Scan the lines below for the word "first". Copy each line you find it in.
▬▬▬
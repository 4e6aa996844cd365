// SPDX-License-Identifier: Apache-2.0

use std::path::PathBuf;
use std::time::Duration;

use clap::{Args, ValueEnum};
use serde::Deserialize;

use crate::exporters::redis::BrokerConfig;
use crate::exporters::retry::RetryConfig;
use crate::receivers::tail::{StartAt, TailConfig, WatchMode};
use crate::topology::payload::ChannelName;
use crate::viewer::DEFAULT_LIMIT;

/// Where to start reading the file present at startup
#[derive(Copy, Clone, Debug, Default, ValueEnum, Deserialize, PartialEq, Eq)]
#[serde(rename_all = "snake_case")]
pub enum StartAtArg {
    /// Publish the existing content first
    #[default]
    Beginning,
    /// Only publish lines appended after startup
    End,
}

impl From<StartAtArg> for StartAt {
    fn from(s: StartAtArg) -> Self {
        match s {
            StartAtArg::Beginning => StartAt::Beginning,
            StartAtArg::End => StartAt::End,
        }
    }
}

/// Watch mode for file system monitoring
#[derive(Copy, Clone, Debug, Default, ValueEnum, Deserialize, PartialEq, Eq)]
#[serde(rename_all = "snake_case")]
pub enum WatchModeArg {
    /// Native notifications first, polling fallback
    #[default]
    Auto,
    /// Force native file system watching (inotify/kqueue/FSEvents)
    Native,
    /// Force polling (use for NFS or container volumes)
    Poll,
}

impl From<WatchModeArg> for WatchMode {
    fn from(w: WatchModeArg) -> Self {
        match w {
            WatchModeArg::Auto => WatchMode::Auto,
            WatchModeArg::Native => WatchMode::Native,
            WatchModeArg::Poll => WatchMode::Poll,
        }
    }
}

#[derive(Debug, Args, Clone, Deserialize)]
#[serde(default)]
pub struct BridgeArgs {
    /// Redis broker URL
    #[arg(
        long,
        env = "TAILBRIDGE_BROKER_ADDRESS",
        default_value = "redis://redis:6379"
    )]
    pub broker_address: String,

    /// Pub/sub channel every line is published to
    #[arg(long, env = "TAILBRIDGE_CHANNEL", default_value = "file_events")]
    pub channel: String,

    /// File to follow
    #[arg(
        long,
        env = "TAILBRIDGE_FILE_PATH",
        default_value = "/app/dat/changes_log.json"
    )]
    pub file_path: PathBuf,

    /// Poll interval in milliseconds for checking file changes (used in poll mode or as fallback)
    #[arg(long, env = "TAILBRIDGE_POLL_INTERVAL_MS", default_value = "250")]
    pub poll_interval_ms: u64,

    /// Reopen the path when the file is rotated or recreated
    #[arg(
        long,
        env = "TAILBRIDGE_REOPEN",
        default_value = "true",
        action = clap::ArgAction::Set
    )]
    pub reopen: bool,

    /// Where to start reading: beginning or end of file
    #[arg(
        value_enum,
        long,
        env = "TAILBRIDGE_START_AT",
        default_value = "beginning"
    )]
    pub start_at: StartAtArg,

    /// Watch mode: auto (default), native (inotify/kqueue/FSEvents), poll (for NFS)
    #[arg(
        value_enum,
        long,
        env = "TAILBRIDGE_WATCH_MODE",
        default_value = "auto"
    )]
    pub watch_mode: WatchModeArg,

    /// Debounce interval in milliseconds for the native file watcher
    #[arg(long, env = "TAILBRIDGE_DEBOUNCE_INTERVAL_MS", default_value = "100")]
    pub debounce_interval_ms: u64,

    /// Maximum line size in bytes, longer lines are dropped
    #[arg(long, env = "TAILBRIDGE_MAX_LINE_SIZE", default_value = "1048576")]
    pub max_line_size: usize,

    /// Number of lines buffered between the file reader and the publisher
    #[arg(long, env = "TAILBRIDGE_LINE_QUEUE_SIZE", default_value = "1024")]
    pub line_queue_size: usize,

    /// Delay before the first broker reconnect attempt
    #[arg(long, env = "TAILBRIDGE_BROKER_RETRY_INITIAL_BACKOFF", default_value = "2s",
        value_parser = humantime::parse_duration)]
    pub broker_retry_initial_backoff: Duration,

    /// Upper bound for the broker reconnect delay
    #[arg(long, env = "TAILBRIDGE_BROKER_RETRY_MAX_BACKOFF", default_value = "2s",
        value_parser = humantime::parse_duration)]
    pub broker_retry_max_backoff: Duration,

    /// Timeout for establishing a broker connection
    #[arg(long, env = "TAILBRIDGE_BROKER_CONNECT_TIMEOUT", default_value = "5s",
        value_parser = humantime::parse_duration)]
    pub broker_connect_timeout: Duration,

    /// Timeout for a single publish
    #[arg(long, env = "TAILBRIDGE_BROKER_RESPONSE_TIMEOUT", default_value = "5s",
        value_parser = humantime::parse_duration)]
    pub broker_response_timeout: Duration,
}

impl Default for BridgeArgs {
    fn default() -> Self {
        Self {
            broker_address: "redis://redis:6379".to_string(),
            channel: "file_events".to_string(),
            file_path: PathBuf::from("/app/dat/changes_log.json"),
            poll_interval_ms: 250,
            reopen: true,
            start_at: StartAtArg::Beginning,
            watch_mode: WatchModeArg::Auto,
            debounce_interval_ms: 100,
            max_line_size: 1024 * 1024,
            line_queue_size: 1024,
            broker_retry_initial_backoff: Duration::from_secs(2),
            broker_retry_max_backoff: Duration::from_secs(2),
            broker_connect_timeout: Duration::from_secs(5),
            broker_response_timeout: Duration::from_secs(5),
        }
    }
}

impl BridgeArgs {
    pub fn tail_config(&self) -> TailConfig {
        TailConfig {
            follow: true,
            reopen: self.reopen,
            poll_interval: Duration::from_millis(self.poll_interval_ms),
            watch_mode: self.watch_mode.into(),
            debounce_interval: Duration::from_millis(self.debounce_interval_ms),
            start_at: self.start_at.into(),
            max_line_size: self.max_line_size,
            line_queue_size: self.line_queue_size,
        }
    }

    pub fn broker_config(&self) -> BrokerConfig {
        BrokerConfig {
            address: self.broker_address.clone(),
            retry: RetryConfig {
                initial_backoff: self.broker_retry_initial_backoff,
                max_backoff: self.broker_retry_max_backoff,
            },
            connect_timeout: self.broker_connect_timeout,
            response_timeout: self.broker_response_timeout,
        }
    }

    pub fn channel(&self) -> Result<ChannelName, String> {
        if self.channel.is_empty() {
            return Err("channel must not be empty".to_string());
        }
        Ok(ChannelName::new(self.channel.as_str()))
    }
}

#[derive(Debug, Args, Clone)]
pub struct ViewArgs {
    /// Change log to display
    #[arg(
        long,
        env = "TAILBRIDGE_FILE_PATH",
        default_value = "/app/dat/changes_log.json"
    )]
    pub file_path: PathBuf,

    /// Maximum number of entries shown
    #[arg(long, default_value_t = DEFAULT_LIMIT)]
    pub limit: usize,

    /// Read keys from stdin (k/j/enter/r/q, one per line) and redraw
    #[arg(long, default_value = "false")]
    pub interactive: bool,
}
▬▬▬
» The answer
    /// Publish the existing content first
    /// Native notifications first, polling fallback
    /// Delay before the first broker reconnect attempt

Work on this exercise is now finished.